# MCA Degree not in Anabin database



## aneeshbhadran

Hi guys,

I am planning to process my Job seeker visa for germany. I am MCA(Master of Computer Application) postgraduate with 4+ years of experience as Software Engineer .

On the JSV document check list it is mentioned that the degree should be recogonised in germany. I searched in Anabin Database and my degree is not listed there . Does it means that my degree is not recogonised.? How can make my degree recognized .

Thanks


----------



## beppi

aneeshbhadran said:


> On the JSV document check list it is mentioned that the degree should be recogonised in germany. I searched in Anabin Database and my degree is not listed there . Does it means that my degree is not recogonised.? How can make my degree recognized .

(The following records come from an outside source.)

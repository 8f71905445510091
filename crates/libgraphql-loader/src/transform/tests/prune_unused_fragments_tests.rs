use crate::node::AstNode;
use crate::transform::prune_unused_fragments;
use crate::transform::tests::test_utils::doc;
use crate::transform::tests::test_utils::fragment_names;
use crate::transform::tests::test_utils::operation_count;
use proptest::prelude::*;
use std::collections::HashSet;

#[test]
fn removes_chains_of_unused_fragments() {
    let mut document = doc(
        "query Q { ...A }\n\
         fragment A on T { id }\n\
         fragment B on T { ...C }\n\
         fragment C on T { id }",
    );

    assert_eq!(prune_unused_fragments(&mut document), 2);
    assert_eq!(fragment_names(&document), vec!["A"]);
    assert_eq!(operation_count(&document), 1);
}

#[test]
fn keeps_fragments_reached_through_fields_and_inline_fragments() {
    let mut document = doc(
        "query Q { me { ... on User { friends { ...Friend } } } }\n\
         fragment Friend on User { ...Name }\n\
         fragment Name on User { name }\n\
         fragment Stale on User { id }",
    );

    assert_eq!(prune_unused_fragments(&mut document), 1);
    assert_eq!(fragment_names(&document), vec!["Friend", "Name"]);
}

#[test]
fn documents_without_operations_lose_all_fragments() {
    let mut document = doc(
        "fragment A on T { ...B }\nfragment B on T { ...C }\nfragment C on T { id }",
    );
    // A is unspread; then B; then C.
    assert_eq!(prune_unused_fragments(&mut document), 3);
    assert!(fragment_names(&document).is_empty());
}

/// Builds a document with `fragment_spreads.len()` fragments `F0..Fn` where
/// fragment `i` spreads the fragments listed at index `i`, plus one
/// operation spreading `op_spreads`.
fn graph_source(op_spreads: &[usize], fragment_spreads: &[Vec<usize>]) -> String {
    let count = fragment_spreads.len();
    let spreads = |targets: &[usize]| -> String {
        targets.iter().map(|t| format!(" ...F{}", t % count)).collect()
    };

    let mut source = format!("query Q {{ id{} }}\n", spreads(op_spreads));
    for (idx, targets) in fragment_spreads.iter().enumerate() {
        // Self-spreads would be invalid GraphQL; leave them out.
        let targets: Vec<usize> = targets
            .iter()
            .copied()
            .filter(|t| t % count != idx)
            .collect();
        source.push_str(&format!("fragment F{idx} on T {{ id{} }}\n", spreads(&targets[..])));
    }
    source
}

fn reachable(op_spreads: &[usize], fragment_spreads: &[Vec<usize>]) -> HashSet<String> {
    let count = fragment_spreads.len();
    let mut seen = HashSet::new();
    let mut pending: Vec<usize> = op_spreads.iter().map(|t| t % count).collect();
    while let Some(idx) = pending.pop() {
        if seen.insert(idx) {
            pending.extend(
                fragment_spreads[idx].iter().map(|t| t % count).filter(|t| *t != idx),
            );
        }
    }
    seen.into_iter().map(|idx| format!("F{idx}")).collect()
}

fn spread_graph() -> impl Strategy<Value = (Vec<usize>, Vec<Vec<usize>>)> {
    (
        prop::collection::vec(0usize..8, 0..3),
        prop::collection::vec(prop::collection::vec(0usize..8, 0..3), 1..8),
    )
}

proptest! {
    #[test]
    fn pruning_is_idempotent((op_spreads, fragment_spreads) in spread_graph()) {
        let mut once = doc(&graph_source(&op_spreads, &fragment_spreads));
        prune_unused_fragments(&mut once);
        let mut twice: AstNode = once.clone();

        prop_assert_eq!(prune_unused_fragments(&mut twice), 0);
        prop_assert_eq!(twice, once);
    }

    #[test]
    fn pruning_never_drops_reachable_fragments(
        (op_spreads, fragment_spreads) in spread_graph(),
    ) {
        let mut document = doc(&graph_source(&op_spreads, &fragment_spreads));
        prune_unused_fragments(&mut document);

        let kept: HashSet<String> = fragment_names(&document).into_iter().collect();
        let reachable = reachable(&op_spreads, &fragment_spreads);
        prop_assert!(
            reachable.is_subset(&kept),
            "reachable {reachable:?} not all kept in {kept:?}",
        );
    }
}
//! A kind-tagged, location-carrying tree representation of GraphQL
//! documents.
//!
//! Every node is an [`AstNode`]: a `kind` string, an optional
//! [`SourceLocation`], and an ordered map of named children. Passes over the
//! tree (location stripping, fragment-spread collection) only ever look at
//! that uniform shape, so they keep working when new node kinds show up.

mod ast_node;
mod ast_value;
pub mod kind;
mod lower;
mod node_shape_error;
mod raise;
mod source_location;

pub use ast_node::AstNode;
pub use ast_node::Preorder;
pub use ast_value::AstValue;
pub use lower::lower_document;
pub use node_shape_error::NodeShapeError;
pub use raise::raise_document;
pub use source_location::SourceLocation;

#[cfg(test)]
mod tests;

The database shows if the foreign degree is similar in scope and quality to a German one. So, to make your degree recognised you could improve the standard of teaching at your school. Or get another degree from elsewhere.


----------



## ALKB

aneeshbhadran said:


> Hi guys,
> 
> I am planning to process my Job seeker visa for germany. I am MCA(Master of Computer Application) postgraduate with 4+ years of experience as Software Engineer .
> 
> On the JSV document check list it is mentioned that the degree should be recogonised in germany. I searched in Anabin Database and my degree is not listed there . Does it means that my degree is not recogonised.? How can make my degree recognized .
> 
> Thanks


You can send your degree in for an evaluation. You will then get an official statement on whether the degree is equivalent to a German degree.


----------